- Summary:
- P: W / D / L
- Total:
- 12: 07 / 00 / 05
- Test match:
- 03: 01 / 00 / 02
- Opponent:
- P: W / D / L
- New Zealand:
- 3: 1 / 0 / 2

= 1990 Australia rugby union tour of New Zealand =

The 1990 Australia rugby union tour of New Zealand was a series of matches played by the Australia national rugby union team in New Zealand between July and August 1990.

Jason Little and David Wilson were originally selected but were injured before the tour and replaced by Dominic Maguire and Viliami Ofahengaue. Andrew Cairns also joined the team as a replacement.

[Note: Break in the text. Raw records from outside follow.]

use tracing::{subscriber::set_global_default, Subscriber};
use tracing_bunyan_formatter::{BunyanFormattingLayer, JsonStorageLayer};
use tracing_log::LogTracer;
use tracing_subscriber::{layer::SubscriberExt, EnvFilter, Registry};

/// Bunyan formatted JSON logs on stderr, filtered by `RUST_LOG` when set.
/// Stdout is left to the command output.
pub fn get_subscriber(name: String, env_filter: String) -> impl Subscriber + Send + Sync {
    let env_filter =
        EnvFilter::try_from_default_env().unwrap_or_else(|_| EnvFilter::new(env_filter));
    let formatting_layer = BunyanFormattingLayer::new(name, std::io::stderr);
    Registry::default()
        .with(env_filter)
        .with(JsonStorageLayer)
        .with(formatting_layer)
}

pub fn init_subscriber(subscriber: impl Subscriber + Send + Sync) -> anyhow::Result<()> {
    LogTracer::init()?;
    set_global_default(subscriber)?;
    Ok(())
}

Australia lost the test series against New Zealand with only the one victory from three matches. This meant the "All Blacks" held the Bledisloe Cup they had secured in 1987. However, the Australians comfortable win in the 3rd test was notable for ending New Zealand's unbeaten run since the beginning of the 1987 Rugby World Cup. The Australian team would go on to win the 1991 Rugby World Cup.

==Touring party==

===Players===
Source:
- Andrew Cairns (Halfback)
- Bill Campbell (Lock)
- David Campese (Wing)
- Troy Coker (Lock)
- Paul Carozza (Wing)
- Paul Cornish (Centres)
- Tony Daly	(Prop)
- Geoff Didier (Prop)
- Nick Farr-Jones (Captain) (Halfback)
- Peter FitzSimons (Lock)
- John Flett (Wing)
- Tim Gavin (No 8)
- Anthony Herbert (Centres)
- Tim Horan (Centres)
- Darren Junee (Centres)
- Phil Kearns (Hooker)
- David Knox (Five-eighths)
- Michael Lynagh (Vice-captain) (Five-eighths)
- Mark McBain (Hooker)
- Rod McCall (Lock)
- Ewen McKenzie (Prop)
- Dominic Maguire (Centres)
- Greg Martin (fullback)
- Brendan Nasser (Flanker)
- Viliami Ofahengaue (Flanker)
- John Ross (Flanker)
- Matt Ryan (Prop)
- Sam Scott-Young (Flanker)
- Peter Slattery (Halfback)
- Steve Tuynman (No 8)
- Ian Williams (wing)

===Officials===
- Coach: Bob Dwyer
- Assistant Coach: Bob Templeton
- Manager: Andy Conway
- Medical Officer: John Moulton
- Physiotherapist: Greg Craig

== Results ==
Scores and results list Australia's points tally first.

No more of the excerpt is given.